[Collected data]
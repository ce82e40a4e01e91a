//! Line-oriented terminal front end for one assessment attempt.

use assessment_core::Phase;
use assessment_core::model::AnswerId;
use assessment_core::session::QuestionReview;
use assessment_core::time::format_countdown;
use services::{AssessmentController, AssessmentError, ResultView, TickEvent};
use tokio::io::{self, AsyncBufReadExt, BufReader};

const HELP: &str = "\
commands while answering:
  <n>        choose option n for the current question
  n / p      next / previous question
  g <k>      go to question k
  s          submit
  t          show remaining time and progress
after completion:
  r          review answers
  restart    start over with a fresh question set
always:
  h          this help
  q          quit";

#[derive(Debug, PartialEq, Eq)]
enum Input {
    Choose(usize),
    Next,
    Previous,
    Goto(usize),
    Submit,
    Status,
    Review,
    Restart,
    Help,
    Quit,
    Unknown(String),
}

fn parse_input(line: &str) -> Input {
    let line = line.trim();
    let mut parts = line.split_whitespace();
    match (parts.next(), parts.next()) {
        (Some("n"), None) => Input::Next,
        (Some("p"), None) => Input::Previous,
        (Some("g"), Some(k)) => k
            .parse::<usize>()
            .ok()
            .filter(|k| *k > 0)
            .map_or_else(|| Input::Unknown(line.to_owned()), |k| Input::Goto(k - 1)),
        (Some("s"), None) => Input::Submit,
        (Some("t"), None) => Input::Status,
        (Some("r"), None) => Input::Review,
        (Some("restart"), None) => Input::Restart,
        (Some("h" | "help" | "?"), None) => Input::Help,
        (Some("q" | "quit"), None) => Input::Quit,
        (Some(n), None) => n
            .parse::<usize>()
            .ok()
            .filter(|n| *n > 0)
            .map_or_else(|| Input::Unknown(line.to_owned()), |n| Input::Choose(n - 1)),
        _ => Input::Unknown(line.to_owned()),
    }
}

fn print_question(controller: &AssessmentController) {
    let Some(view) = controller.current_question() else {
        return;
    };
    println!();
    println!(
        "Question {}/{} [{}, weight {}]",
        view.index + 1,
        view.total,
        view.difficulty,
        view.weight
    );
    println!("{}", view.prompt);
    for (i, option) in view.options.iter().enumerate() {
        let marker = if option.is_selected { "*" } else { " " };
        println!(" {marker} {}. {}", i + 1, option.text);
    }
}

fn print_status(controller: &AssessmentController) {
    let progress = controller.progress();
    let grid: String = progress
        .grid
        .iter()
        .map(|s| match (s.is_current, s.answered) {
            (true, _) => '>',
            (false, true) => '#',
            (false, false) => '.',
        })
        .collect();
    println!(
        "{} left | {}/{} answered | [{grid}]{}",
        format_countdown(progress.remaining_secs),
        progress.answered,
        progress.total,
        if progress.can_submit { "" } else { " | not ready to submit" }
    );
}

fn print_result(view: &ResultView) {
    println!();
    println!(
        "Score: {}% ({} of {} correct) - {}",
        view.rounded_score(),
        view.correct,
        view.total_questions,
        if view.passed { "passed" } else { "not passed" }
    );
    println!("Passing score: {}%", view.passing_score);
    for line in &view.breakdown {
        println!(
            "  {:<6} {}/{} ({:.0}%)",
            line.difficulty, line.stats.correct, line.stats.total, line.stats.percentage
        );
    }
    println!("Type `r` to review your answers, `restart` to try again, `q` to quit.");
}

fn print_review(reviews: &[QuestionReview]) {
    for (i, review) in reviews.iter().enumerate() {
        println!();
        let mark = if review.is_correct { "correct" } else { "incorrect" };
        println!("{}. {} ({mark})", i + 1, review.prompt);
        for option in &review.options {
            let chosen = if option.is_selected { ">" } else { " " };
            let flag = if option.is_correct { " (correct)" } else { "" };
            println!(" {chosen} {}{flag}", option.text);
        }
        println!("   {}", review.verdict);
        if review.explanation != review.verdict {
            println!("   {}", review.explanation);
        }
    }
}

fn report(err: &AssessmentError) {
    println!("! {err}");
}

/// Apply one line of input. Returns `false` when the user asked to quit.
async fn handle_input(controller: &mut AssessmentController, input: Input) -> bool {
    match input {
        Input::Quit => return false,
        Input::Help => println!("{HELP}"),
        Input::Unknown(raw) if raw.is_empty() => {}
        Input::Unknown(raw) => println!("unknown command `{raw}`, type `h` for help"),
        Input::Status => print_status(controller),
        Input::Choose(option) => {
            let answer: Option<AnswerId> = controller
                .current_question()
                .and_then(|q| q.options.get(option).map(|o| o.id.clone()));
            match answer {
                Some(id) => match controller.select_current(id) {
                    Ok(_) => print_question(controller),
                    Err(e) => report(&e),
                },
                None => println!("! no option {}", option + 1),
            }
        }
        Input::Next => match controller.next() {
            Ok(_) => print_question(controller),
            Err(e) => report(&e),
        },
        Input::Previous => match controller.previous() {
            Ok(_) => print_question(controller),
            Err(e) => report(&e),
        },
        Input::Goto(index) => match controller.navigate(index) {
            Ok(()) => print_question(controller),
            Err(e) => report(&e),
        },
        Input::Submit => {
            println!("Submitting...");
            match controller.submit().await {
                Ok(_) => {
                    if let Some(view) = controller.result_view() {
                        print_result(&view);
                    }
                }
                Err(e) => report(&e),
            }
        }
        Input::Review => match controller.phase() {
            Phase::Reviewing => match controller.review() {
                Ok(reviews) => print_review(&reviews),
                Err(e) => report(&e),
            },
            _ => match controller.enter_review() {
                Ok(reviews) => print_review(&reviews),
                Err(e) => report(&e),
            },
        },
        Input::Restart => {
            let restarted = match controller.restart(true).await {
                Ok(()) => controller.start().await,
                Err(e) => Err(e),
            };
            match restarted {
                Ok(()) => {
                    print_status(controller);
                    print_question(controller);
                }
                Err(e) => report(&e),
            }
        }
    }
    true
}

fn handle_tick(controller: &AssessmentController, event: TickEvent) {
    match event {
        TickEvent::Idle => {}
        TickEvent::Ticked { remaining_secs } => {
            if remaining_secs % 60 == 0 || remaining_secs <= 10 {
                println!("  ({} left)", format_countdown(remaining_secs));
            }
        }
        TickEvent::AutoSubmitted(_) => {
            println!();
            println!("Time is up, your answers were submitted.");
            if let Some(view) = controller.result_view() {
                print_result(&view);
            }
        }
        TickEvent::AutoSubmitFailed(message) => {
            println!();
            println!("Time is up, but submitting failed: {message}");
            println!("Type `s` to try again.");
        }
    }
}

/// Run an attempt until the user quits or stdin closes.
///
/// # Errors
///
/// Returns `AssessmentError` if the first load/start fails, or an I/O error
/// reading stdin.
pub async fn run(mut controller: AssessmentController) -> Result<(), Box<dyn std::error::Error>> {
    controller.start().await?;
    println!("{HELP}");
    print_status(&controller);
    print_question(&controller);

    let mut lines = BufReader::new(io::stdin()).lines();
    loop {
        tokio::select! {
            line = lines.next_line() => {
                let Some(line) = line? else { break };
                if !handle_input(&mut controller, parse_input(&line)).await {
                    break;
                }
            }
            () = controller.tick_ready() => {
                let event = controller.handle_tick().await;
                handle_tick(&controller, event);
            }
        }
    }
    Ok(())
}

#[cfg(test)]
mod tests {
    use super::*;

    #[test]
    fn parses_commands() {
        assert_eq!(parse_input("2"), Input::Choose(1));
        assert_eq!(parse_input(" n "), Input::Next);
        assert_eq!(parse_input("g 3"), Input::Goto(2));
        assert_eq!(parse_input("restart"), Input::Restart);
        assert_eq!(parse_input("0"), Input::Unknown("0".into()));
        assert_eq!(parse_input("g x"), Input::Unknown("g x".into()));
    }
}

### What you have to do
Beginning with the line that has "use super::*;", set down each line through the last one above, exactly, and nothing else.

### Result of the exercise
    use super::*;

    #[test]
    fn parses_commands() {
        assert_eq!(parse_input("2"), Input::Choose(1));
        assert_eq!(parse_input(" n "), Input::Next);
        assert_eq!(parse_input("g 3"), Input::Goto(2));
        assert_eq!(parse_input("restart"), Input::Restart);
        assert_eq!(parse_input("0"), Input::Unknown("0".into()));
        assert_eq!(parse_input("g x"), Input::Unknown("g x".into()));
    }
}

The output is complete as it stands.